*** Opening of Task inputs ***

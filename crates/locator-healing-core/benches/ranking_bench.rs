use criterion::{criterion_group, criterion_main, Criterion};
use locator_healing_core::{
    derive_healing_id, rank_healings, Healing, HealingResult, HealingResultId, Locator, Selector,
    SelectorId,
};
use time::OffsetDateTime;

fn mk_selector(index: usize) -> Selector {
    Selector {
        selector_id: SelectorId(format!("selector-{index}")),
        class_name: format!("SuiteTest{}", index % 7),
        method_name: format!("testCase{index}"),
        locator: Locator::new("css", format!("#original-{index}")),
        url: "http://localhost/bench".to_string(),
        command: "findElement".to_string(),
        created_at: OffsetDateTime::UNIX_EPOCH,
    }
}

fn mk_healings(selectors: usize, attempts: usize, candidates: usize) -> Vec<Healing> {
    let mut healings = Vec::with_capacity(selectors * attempts);
    for selector_index in 0..selectors {
        let selector = mk_selector(selector_index);
        for attempt in 0..attempts {
            let page_content = format!("<html><body data-attempt=\"{attempt}\"></body></html>");
            let healing_id = derive_healing_id(&selector.selector_id, &page_content);
            let results = (0..candidates)
                .map(|candidate| {
                    let raw_score = u32::try_from((candidate * 37 + attempt * 11) % 100);
                    HealingResult {
                        healing_result_id: HealingResultId::new(),
                        healing_id: healing_id.clone(),
                        locator: Locator::new("css", format!("#candidate-{}", candidate % 12)),
                        score: f64::from(raw_score.unwrap_or(0)) / 100.0,
                        success: None,
                        superseded: false,
                        created_at: OffsetDateTime::UNIX_EPOCH,
                    }
                })
                .collect();
            healings.push(Healing {
                healing_id,
                selector: selector.clone(),
                page_content,
                created_at: OffsetDateTime::UNIX_EPOCH,
                results,
            });
        }
    }
    healings
}

fn bench_ranking(c: &mut Criterion) {
    let small = mk_healings(10, 5, 8);
    let large = mk_healings(200, 10, 20);

    c.bench_function("rank_healings_10x5x8", |b| b.iter(|| rank_healings(&small)));
    c.bench_function("rank_healings_200x10x20", |b| b.iter(|| rank_healings(&large)));
}

criterion_group!(benches, bench_ranking);
criterion_main!(benches);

*** Close of Task inputs ***

» Problem statement: Reproduce each line in the listing above that mentions the string "SelectorId".

» Completed exercise:
    SelectorId,
        selector_id: SelectorId(format!("selector-{index}")),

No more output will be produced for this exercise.